» **Directions for this task**
When a line below contains the string "roots", show that line.

» **Collected data**
○ ○ ○ ○
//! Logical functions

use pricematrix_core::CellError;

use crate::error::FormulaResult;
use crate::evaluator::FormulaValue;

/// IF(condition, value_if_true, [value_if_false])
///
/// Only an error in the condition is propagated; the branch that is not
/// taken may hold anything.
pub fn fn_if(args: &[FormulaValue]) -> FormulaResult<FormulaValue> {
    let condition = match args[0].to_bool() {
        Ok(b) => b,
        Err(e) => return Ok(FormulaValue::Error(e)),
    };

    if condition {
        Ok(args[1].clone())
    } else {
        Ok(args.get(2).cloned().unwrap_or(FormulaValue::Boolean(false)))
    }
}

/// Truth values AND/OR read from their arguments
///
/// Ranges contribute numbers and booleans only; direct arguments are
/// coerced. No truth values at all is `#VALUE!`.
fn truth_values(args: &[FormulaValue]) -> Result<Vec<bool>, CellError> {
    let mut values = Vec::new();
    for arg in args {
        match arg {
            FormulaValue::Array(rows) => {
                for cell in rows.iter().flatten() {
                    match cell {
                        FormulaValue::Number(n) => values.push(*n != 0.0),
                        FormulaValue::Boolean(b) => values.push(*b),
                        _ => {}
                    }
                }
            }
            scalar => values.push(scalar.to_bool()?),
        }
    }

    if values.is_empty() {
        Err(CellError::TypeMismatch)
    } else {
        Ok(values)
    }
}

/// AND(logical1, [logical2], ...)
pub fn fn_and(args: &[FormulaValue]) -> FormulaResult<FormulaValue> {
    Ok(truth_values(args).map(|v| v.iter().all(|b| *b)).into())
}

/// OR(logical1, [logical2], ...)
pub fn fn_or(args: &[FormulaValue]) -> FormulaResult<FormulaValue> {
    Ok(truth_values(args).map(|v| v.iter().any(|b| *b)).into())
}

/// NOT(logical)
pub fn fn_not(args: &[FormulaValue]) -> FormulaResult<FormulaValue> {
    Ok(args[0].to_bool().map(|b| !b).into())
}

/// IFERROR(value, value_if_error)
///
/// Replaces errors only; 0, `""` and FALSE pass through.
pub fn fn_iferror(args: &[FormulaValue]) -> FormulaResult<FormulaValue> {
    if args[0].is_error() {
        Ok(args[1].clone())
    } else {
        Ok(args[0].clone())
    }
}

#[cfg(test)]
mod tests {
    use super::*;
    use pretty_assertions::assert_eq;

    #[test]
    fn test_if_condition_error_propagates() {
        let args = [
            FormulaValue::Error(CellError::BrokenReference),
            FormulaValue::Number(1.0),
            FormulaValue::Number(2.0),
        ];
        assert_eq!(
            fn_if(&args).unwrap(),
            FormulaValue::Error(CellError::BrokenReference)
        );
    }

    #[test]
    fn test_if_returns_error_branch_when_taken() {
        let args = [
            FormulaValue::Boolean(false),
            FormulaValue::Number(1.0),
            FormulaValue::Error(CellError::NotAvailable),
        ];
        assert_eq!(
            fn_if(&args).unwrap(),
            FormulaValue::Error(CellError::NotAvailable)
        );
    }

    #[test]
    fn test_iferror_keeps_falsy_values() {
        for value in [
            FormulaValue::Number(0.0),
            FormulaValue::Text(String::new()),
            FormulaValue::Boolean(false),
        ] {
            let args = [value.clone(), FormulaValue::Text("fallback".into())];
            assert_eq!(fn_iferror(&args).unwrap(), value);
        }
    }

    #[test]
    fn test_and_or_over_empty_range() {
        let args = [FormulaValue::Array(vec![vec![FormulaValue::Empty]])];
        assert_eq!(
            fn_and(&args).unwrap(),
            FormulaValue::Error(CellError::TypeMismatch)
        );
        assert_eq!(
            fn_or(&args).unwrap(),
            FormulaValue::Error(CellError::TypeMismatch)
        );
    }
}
○ ○ ○ ○
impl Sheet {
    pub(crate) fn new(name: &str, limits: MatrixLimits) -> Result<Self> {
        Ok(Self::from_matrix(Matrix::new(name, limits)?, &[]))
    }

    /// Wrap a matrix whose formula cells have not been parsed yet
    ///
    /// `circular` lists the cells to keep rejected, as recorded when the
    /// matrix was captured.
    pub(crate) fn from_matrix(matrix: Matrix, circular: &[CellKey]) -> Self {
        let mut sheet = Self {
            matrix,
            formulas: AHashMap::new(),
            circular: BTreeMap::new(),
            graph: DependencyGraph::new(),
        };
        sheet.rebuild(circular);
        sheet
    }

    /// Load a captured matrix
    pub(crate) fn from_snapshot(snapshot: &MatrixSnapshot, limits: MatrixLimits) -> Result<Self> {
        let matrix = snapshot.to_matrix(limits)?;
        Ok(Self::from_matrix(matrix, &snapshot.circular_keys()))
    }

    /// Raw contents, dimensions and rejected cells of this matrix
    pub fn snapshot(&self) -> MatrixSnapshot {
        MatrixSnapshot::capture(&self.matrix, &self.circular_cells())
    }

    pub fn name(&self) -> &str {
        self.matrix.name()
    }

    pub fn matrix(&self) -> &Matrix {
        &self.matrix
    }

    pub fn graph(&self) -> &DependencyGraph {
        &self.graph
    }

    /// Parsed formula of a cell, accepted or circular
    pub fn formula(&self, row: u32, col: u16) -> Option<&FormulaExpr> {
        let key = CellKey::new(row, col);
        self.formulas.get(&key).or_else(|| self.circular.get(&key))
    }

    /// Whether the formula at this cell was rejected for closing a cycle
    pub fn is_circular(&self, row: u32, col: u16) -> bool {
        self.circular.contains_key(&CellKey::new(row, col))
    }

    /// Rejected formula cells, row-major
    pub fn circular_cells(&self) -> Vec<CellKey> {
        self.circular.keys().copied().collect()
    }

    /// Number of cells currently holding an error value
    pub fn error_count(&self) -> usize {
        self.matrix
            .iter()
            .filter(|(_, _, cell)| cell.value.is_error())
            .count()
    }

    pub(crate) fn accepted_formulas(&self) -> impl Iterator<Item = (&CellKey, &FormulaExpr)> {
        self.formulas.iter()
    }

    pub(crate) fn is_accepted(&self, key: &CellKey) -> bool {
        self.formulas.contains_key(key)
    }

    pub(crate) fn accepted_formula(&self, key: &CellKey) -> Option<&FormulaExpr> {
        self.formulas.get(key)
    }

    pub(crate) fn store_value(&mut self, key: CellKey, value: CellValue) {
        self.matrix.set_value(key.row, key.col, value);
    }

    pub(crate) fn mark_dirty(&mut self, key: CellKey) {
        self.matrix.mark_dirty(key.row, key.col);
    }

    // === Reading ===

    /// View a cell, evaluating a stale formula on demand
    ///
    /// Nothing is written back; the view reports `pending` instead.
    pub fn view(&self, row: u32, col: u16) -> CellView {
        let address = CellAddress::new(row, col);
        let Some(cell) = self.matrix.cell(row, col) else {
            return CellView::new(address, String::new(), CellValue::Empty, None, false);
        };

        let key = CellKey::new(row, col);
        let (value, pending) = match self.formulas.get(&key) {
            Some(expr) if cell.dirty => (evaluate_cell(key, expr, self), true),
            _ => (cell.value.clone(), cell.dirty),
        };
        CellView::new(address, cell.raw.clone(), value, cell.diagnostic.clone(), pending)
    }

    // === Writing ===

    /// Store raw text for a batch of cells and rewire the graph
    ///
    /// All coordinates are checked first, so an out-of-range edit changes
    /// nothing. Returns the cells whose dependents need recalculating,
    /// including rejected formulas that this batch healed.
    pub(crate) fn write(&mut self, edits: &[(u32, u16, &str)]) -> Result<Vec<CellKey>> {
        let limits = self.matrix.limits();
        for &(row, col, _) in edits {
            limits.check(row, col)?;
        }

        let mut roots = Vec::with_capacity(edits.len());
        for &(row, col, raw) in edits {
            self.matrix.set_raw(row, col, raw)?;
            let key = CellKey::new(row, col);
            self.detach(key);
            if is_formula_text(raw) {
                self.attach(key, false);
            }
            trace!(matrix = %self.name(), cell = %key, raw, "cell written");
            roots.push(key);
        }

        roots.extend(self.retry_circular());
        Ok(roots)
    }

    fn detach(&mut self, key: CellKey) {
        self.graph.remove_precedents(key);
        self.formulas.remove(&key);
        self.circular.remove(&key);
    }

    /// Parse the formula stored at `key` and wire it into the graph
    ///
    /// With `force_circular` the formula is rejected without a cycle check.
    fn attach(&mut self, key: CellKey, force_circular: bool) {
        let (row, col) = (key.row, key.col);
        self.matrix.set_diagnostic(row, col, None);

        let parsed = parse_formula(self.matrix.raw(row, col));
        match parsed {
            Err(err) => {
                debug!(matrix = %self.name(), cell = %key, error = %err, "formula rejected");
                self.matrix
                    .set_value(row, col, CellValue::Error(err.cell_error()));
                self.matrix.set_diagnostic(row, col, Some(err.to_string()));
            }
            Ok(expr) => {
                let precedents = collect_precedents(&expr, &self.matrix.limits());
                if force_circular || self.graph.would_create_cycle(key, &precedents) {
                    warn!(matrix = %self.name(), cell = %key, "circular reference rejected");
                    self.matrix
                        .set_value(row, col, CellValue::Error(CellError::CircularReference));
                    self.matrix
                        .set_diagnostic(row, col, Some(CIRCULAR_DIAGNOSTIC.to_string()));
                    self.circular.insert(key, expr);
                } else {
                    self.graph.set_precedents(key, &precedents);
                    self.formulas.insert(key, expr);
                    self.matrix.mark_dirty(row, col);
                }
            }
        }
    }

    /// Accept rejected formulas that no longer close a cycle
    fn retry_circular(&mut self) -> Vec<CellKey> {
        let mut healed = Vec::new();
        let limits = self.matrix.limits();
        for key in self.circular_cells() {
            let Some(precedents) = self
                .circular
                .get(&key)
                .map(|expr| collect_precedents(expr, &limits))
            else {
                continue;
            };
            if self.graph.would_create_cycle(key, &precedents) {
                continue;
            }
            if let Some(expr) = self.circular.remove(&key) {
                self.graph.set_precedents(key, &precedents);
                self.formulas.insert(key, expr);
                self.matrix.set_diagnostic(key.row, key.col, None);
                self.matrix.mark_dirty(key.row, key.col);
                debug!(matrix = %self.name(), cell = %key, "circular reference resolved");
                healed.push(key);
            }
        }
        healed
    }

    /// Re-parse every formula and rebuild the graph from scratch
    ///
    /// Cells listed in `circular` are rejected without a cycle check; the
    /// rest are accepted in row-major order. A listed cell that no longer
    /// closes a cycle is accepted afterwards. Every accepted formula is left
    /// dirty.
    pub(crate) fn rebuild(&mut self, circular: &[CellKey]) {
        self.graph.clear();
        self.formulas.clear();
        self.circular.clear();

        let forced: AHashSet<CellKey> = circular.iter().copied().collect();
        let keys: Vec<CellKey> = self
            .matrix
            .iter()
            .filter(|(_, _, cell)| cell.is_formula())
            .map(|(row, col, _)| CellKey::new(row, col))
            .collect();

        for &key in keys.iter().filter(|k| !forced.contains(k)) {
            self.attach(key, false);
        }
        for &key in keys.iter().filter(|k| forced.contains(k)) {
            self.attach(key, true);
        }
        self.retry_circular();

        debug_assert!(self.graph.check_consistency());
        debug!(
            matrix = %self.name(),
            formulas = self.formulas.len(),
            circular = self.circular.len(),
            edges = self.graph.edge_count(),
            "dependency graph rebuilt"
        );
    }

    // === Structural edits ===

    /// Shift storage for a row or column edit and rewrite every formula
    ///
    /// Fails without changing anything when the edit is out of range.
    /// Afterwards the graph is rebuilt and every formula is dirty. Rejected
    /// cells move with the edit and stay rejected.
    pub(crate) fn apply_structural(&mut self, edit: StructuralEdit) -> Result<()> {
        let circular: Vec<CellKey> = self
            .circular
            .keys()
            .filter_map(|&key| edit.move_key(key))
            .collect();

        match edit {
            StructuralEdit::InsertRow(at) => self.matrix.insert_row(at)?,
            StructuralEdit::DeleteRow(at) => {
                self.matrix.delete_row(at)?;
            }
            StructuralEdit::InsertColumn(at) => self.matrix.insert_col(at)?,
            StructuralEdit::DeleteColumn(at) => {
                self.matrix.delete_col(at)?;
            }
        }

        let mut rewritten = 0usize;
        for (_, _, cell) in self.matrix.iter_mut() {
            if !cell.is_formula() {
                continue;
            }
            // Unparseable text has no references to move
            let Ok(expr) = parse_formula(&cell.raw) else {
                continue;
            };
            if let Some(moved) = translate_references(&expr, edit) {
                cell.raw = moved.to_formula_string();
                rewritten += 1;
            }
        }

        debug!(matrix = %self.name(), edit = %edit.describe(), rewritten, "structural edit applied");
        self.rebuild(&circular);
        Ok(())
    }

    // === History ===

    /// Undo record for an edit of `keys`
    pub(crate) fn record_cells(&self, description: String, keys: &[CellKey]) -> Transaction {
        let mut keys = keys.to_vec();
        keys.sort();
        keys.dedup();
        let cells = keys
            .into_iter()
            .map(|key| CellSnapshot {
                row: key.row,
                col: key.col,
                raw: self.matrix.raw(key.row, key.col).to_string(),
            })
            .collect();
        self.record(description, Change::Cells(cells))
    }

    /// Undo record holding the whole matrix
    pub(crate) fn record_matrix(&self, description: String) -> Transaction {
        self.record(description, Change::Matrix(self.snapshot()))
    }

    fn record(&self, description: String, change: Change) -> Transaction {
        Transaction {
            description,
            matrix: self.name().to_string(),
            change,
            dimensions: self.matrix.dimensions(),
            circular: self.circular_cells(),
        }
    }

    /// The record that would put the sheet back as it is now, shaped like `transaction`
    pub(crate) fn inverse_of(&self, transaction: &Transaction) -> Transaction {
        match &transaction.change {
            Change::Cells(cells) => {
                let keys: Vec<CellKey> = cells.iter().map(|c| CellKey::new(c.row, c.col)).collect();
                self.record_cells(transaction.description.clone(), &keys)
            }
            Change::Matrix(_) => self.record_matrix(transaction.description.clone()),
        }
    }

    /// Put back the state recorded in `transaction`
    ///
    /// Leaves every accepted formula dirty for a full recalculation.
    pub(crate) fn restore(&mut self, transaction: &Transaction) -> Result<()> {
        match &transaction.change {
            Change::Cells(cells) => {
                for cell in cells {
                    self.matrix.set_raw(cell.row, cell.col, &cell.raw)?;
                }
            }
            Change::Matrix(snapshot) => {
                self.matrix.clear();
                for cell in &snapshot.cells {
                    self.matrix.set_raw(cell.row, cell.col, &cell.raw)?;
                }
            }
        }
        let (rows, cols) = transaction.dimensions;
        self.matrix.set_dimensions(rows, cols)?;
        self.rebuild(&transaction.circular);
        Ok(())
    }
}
○ ○ ○ ○
» **Answer below**
        let mut roots = Vec::with_capacity(edits.len());
            roots.push(key);
        roots.extend(self.retry_circular());
        Ok(roots)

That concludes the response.